[RECORDED INFORMATION]
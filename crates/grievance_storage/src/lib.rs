#![forbid(unsafe_code)]

pub mod repo;
pub mod store;
pub mod surface;
#![forbid(unsafe_code)]

use grievance_contracts::complaint::{
    ComplaintId, ComplaintStatus, ContactMethod, Department, Priority,
};
use grievance_contracts::intake::{AttachmentCandidate, ComplaintDraft};
use grievance_engines::intake::AttachmentSet;
use grievance_engines::query::{ComplaintQuery, Selector, SortKey};
use grievance_os::admin::AdminSession;
use grievance_os::clock::Clock;
use grievance_os::config::PortalConfig;
use grievance_os::error::PortalError;
use grievance_os::notify::Notifier;
use grievance_os::portal::ComplaintPortal;
use grievance_storage::repo::ComplaintRepo;
use serde::Serialize;
use serde_json::json;

pub const USAGE: &str = "usage: grievance submit --title T --description D --department NAME [--priority P] [--contact-method M --contact-value V] [--file NAME:BYTES]... --agree
       grievance track <ID>
       grievance admin list [--search S] [--status S|all] [--department D|all] [--priority P|all] [--sort newest|oldest|priority|status]
       grievance admin dashboard
       grievance admin counts
       grievance admin status <ID> <STATUS>
       grievance admin note <ID> <TEXT>";

#[derive(Debug, Clone, PartialEq, Eq)]
pub enum PortalCommand {
    Submit {
        draft: ComplaintDraft,
        files: Vec<AttachmentCandidate>,
    },
    Track {
        code: String,
    },
    List(ComplaintQuery),
    Dashboard,
    Counts,
    SetStatus {
        id: ComplaintId,
        status: ComplaintStatus,
    },
    SetNote {
        id: ComplaintId,
        note: String,
    },
}

impl PortalCommand {
    pub fn needs_admin(&self) -> bool {
        !matches!(
            self,
            PortalCommand::Submit { .. } | PortalCommand::Track { .. }
        )
    }
}

pub fn parse_portal_command(args: &[String]) -> Result<PortalCommand, String> {
    let (head, rest) = args.split_first().ok_or_else(|| USAGE.to_string())?;
    match head.as_str() {
        "submit" => parse_submit(rest),
        "track" => {
            let code = rest
                .first()
                .ok_or_else(|| "usage: grievance track <ID>".to_string())?;
            Ok(PortalCommand::Track { code: code.clone() })
        }
        "admin" => parse_admin(rest),
        other => Err(format!(
            "unknown command: {other}. expected one of: submit, track, admin"
        )),
    }
}

fn parse_submit(args: &[String]) -> Result<PortalCommand, String> {
    let mut draft = ComplaintDraft::default();
    let mut files = Vec::new();
    let mut it = args.iter();
    while let Some(flag) = it.next() {
        match flag.as_str() {
            "--agree" => draft.agree_terms = true,
            "--title" => draft.title = flag_value(flag, it.next())?,
            "--description" => draft.description = flag_value(flag, it.next())?,
            "--department" => draft.department = flag_value(flag, it.next())?,
            "--priority" => {
                let raw = flag_value(flag, it.next())?;
                draft.priority = Priority::parse(&raw).ok_or_else(|| {
                    format!(
                        "unknown priority '{raw}'. allowed: {}",
                        allowed(Priority::ALL.map(Priority::as_str))
                    )
                })?;
            }
            "--contact-method" => {
                let raw = flag_value(flag, it.next())?;
                draft.contact_method = Some(ContactMethod::parse(&raw).ok_or_else(|| {
                    format!("unknown contact method '{raw}'. allowed: email, phone, none")
                })?);
            }
            "--contact-value" => draft.contact_value = flag_value(flag, it.next())?,
            "--file" => files.push(parse_file(&flag_value(flag, it.next())?)?),
            other => return Err(format!("unknown submit option: {other}")),
        }
    }
    Ok(PortalCommand::Submit { draft, files })
}

fn parse_admin(args: &[String]) -> Result<PortalCommand, String> {
    let (sub, rest) = args
        .split_first()
        .ok_or_else(|| "usage: grievance admin <list|dashboard|counts|status|note>".to_string())?;
    match sub.as_str() {
        "list" => parse_list(rest).map(PortalCommand::List),
        "dashboard" => Ok(PortalCommand::Dashboard),
        "counts" => Ok(PortalCommand::Counts),
        "status" => {
            let [raw_id, raw_status] = rest else {
                return Err("usage: grievance admin status <ID> <STATUS>".to_string());
            };
            let status = ComplaintStatus::parse(raw_status).ok_or_else(|| {
                format!(
                    "unknown status '{raw_status}'. allowed: {}",
                    allowed(ComplaintStatus::ALL.map(ComplaintStatus::as_str))
                )
            })?;
            Ok(PortalCommand::SetStatus {
                id: parse_id(raw_id)?,
                status,
            })
        }
        "note" => {
            let (raw_id, words) = rest
                .split_first()
                .filter(|(_, words)| !words.is_empty())
                .ok_or_else(|| "usage: grievance admin note <ID> <TEXT>".to_string())?;
            Ok(PortalCommand::SetNote {
                id: parse_id(raw_id)?,
                note: words.join(" "),
            })
        }
        other => Err(format!(
            "unknown admin subcommand: {other}. expected one of: list, dashboard, counts, status, note"
        )),
    }
}

fn parse_list(args: &[String]) -> Result<ComplaintQuery, String> {
    let mut q = ComplaintQuery::default();
    let mut it = args.iter();
    while let Some(flag) = it.next() {
        let raw = flag_value(flag, it.next())?;
        match flag.as_str() {
            "--search" => q.search_text = raw,
            "--status" => {
                q.status = Selector::parse_with(&raw, ComplaintStatus::parse)
                    .ok_or_else(|| format!("unknown status filter '{raw}'"))?
            }
            "--department" => {
                q.department = Selector::parse_with(&raw, Department::parse)
                    .ok_or_else(|| format!("unknown department filter '{raw}'"))?
            }
            "--priority" => {
                q.priority = Selector::parse_with(&raw, Priority::parse)
                    .ok_or_else(|| format!("unknown priority filter '{raw}'"))?
            }
            "--sort" => {
                q.sort_key = SortKey::parse(&raw).ok_or_else(|| {
                    format!("unknown sort key '{raw}'. allowed: newest, oldest, priority, status")
                })?
            }
            other => return Err(format!("unknown list option: {other}")),
        }
    }
    Ok(q)
}

fn flag_value(flag: &str, value: Option<&String>) -> Result<String, String> {
    value
        .cloned()
        .ok_or_else(|| format!("missing value for {flag}"))
}

/// `NAME:BYTES`, split at the last colon so names may contain one.
fn parse_file(raw: &str) -> Result<AttachmentCandidate, String> {
    let (name, size) = raw
        .rsplit_once(':')
        .ok_or_else(|| format!("file must be NAME:BYTES, got '{raw}'"))?;
    let size_bytes = size
        .trim()
        .parse::<u64>()
        .map_err(|e| format!("invalid byte size in '{raw}': {e}"))?;
    Ok(AttachmentCandidate::new(name, size_bytes))
}

fn parse_id(raw: &str) -> Result<ComplaintId, String> {
    ComplaintId::new(ComplaintId::normalize_code(raw)).map_err(|e| e.to_string())
}

fn allowed<const N: usize>(names: [&str; N]) -> String {
    names.join(", ")
}

fn to_json<T: Serialize>(value: &T) -> Result<String, String> {
    serde_json::to_string_pretty(value).map_err(|e| format!("failed to encode output: {e}"))
}

fn admin_session(session: Option<&AdminSession>) -> Result<&AdminSession, String> {
    session.ok_or_else(|| "admin login required".to_string())
}

/// Username for the admin login: a non-blank override, else the configured
/// admin account.
pub fn admin_login_username(config: &PortalConfig, override_user: Option<String>) -> String {
    override_user
        .filter(|u| !u.trim().is_empty())
        .unwrap_or_else(|| config.admin_username.clone())
}

pub fn execute_portal_command<R, C, N>(
    portal: &mut ComplaintPortal<R, C, N>,
    session: Option<&AdminSession>,
    command: PortalCommand,
) -> Result<String, String>
where
    R: ComplaintRepo,
    C: Clock,
    N: Notifier,
{
    match command {
        PortalCommand::Submit { mut draft, files } => {
            let mut set = AttachmentSet::new();
            let outcome = portal.offer_attachments(&mut set, files);
            draft.files = set.into_names();
            let id = portal.submit(&draft).map_err(|e| e.to_string())?;
            let rejected: Vec<&str> = outcome.rejected.iter().map(|r| r.name.as_str()).collect();
            to_json(&json!({
                "complaintId": id,
                "files": draft.files,
                "rejectedFiles": rejected,
                "droppedFiles": outcome.dropped_over_cap,
            }))
        }
        PortalCommand::Track { code } => {
            let outcome = portal.track(&code).map_err(|e| e.to_string())?;
            to_json(&outcome)
        }
        PortalCommand::List(q) => {
            let view = portal.list(admin_session(session)?, &q);
            to_json(&view)
        }
        PortalCommand::Dashboard => to_json(&portal.dashboard(admin_session(session)?)),
        PortalCommand::Counts => {
            let counts = portal.status_counts(admin_session(session)?);
            let by_name: serde_json::Map<String, serde_json::Value> = counts
                .into_iter()
                .map(|(s, n)| (s.as_str().to_string(), json!(n)))
                .collect();
            to_json(&by_name)
        }
        PortalCommand::SetStatus { id, status } => {
            let record = portal
                .set_status(admin_session(session)?, &id, status)
                .map_err(update_error)?;
            to_json(&record)
        }
        PortalCommand::SetNote { id, note } => {
            let record = portal
                .set_note(admin_session(session)?, &id, note)
                .map_err(update_error)?;
            to_json(&record)
        }
    }
}

fn update_error(e: PortalError) -> String {
    match e {
        PortalError::NotFound(id) => format!("Complaint ID {id} not found"),
        other => other.to_string(),
    }
}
[/RECORDED INFORMATION]
From the line containing "n)| (s.as_str().to_string(), json!(n)))" down to the final line of the data, write out every line exactly; both the first and last of these belong in your answer, and nothing else does.

RESULT FOR THIS TASK:
                .map(|(s, n)| (s.as_str().to_string(), json!(n)))
                .collect();
            to_json(&by_name)
        }
        PortalCommand::SetStatus { id, status } => {
            let record = portal
                .set_status(admin_session(session)?, &id, status)
                .map_err(update_error)?;
            to_json(&record)
        }
        PortalCommand::SetNote { id, note } => {
            let record = portal
                .set_note(admin_session(session)?, &id, note)
                .map_err(update_error)?;
            to_json(&record)
        }
    }
}

fn update_error(e: PortalError) -> String {
    match e {
        PortalError::NotFound(id) => format!("Complaint ID {id} not found"),
        other => other.to_string(),
    }
}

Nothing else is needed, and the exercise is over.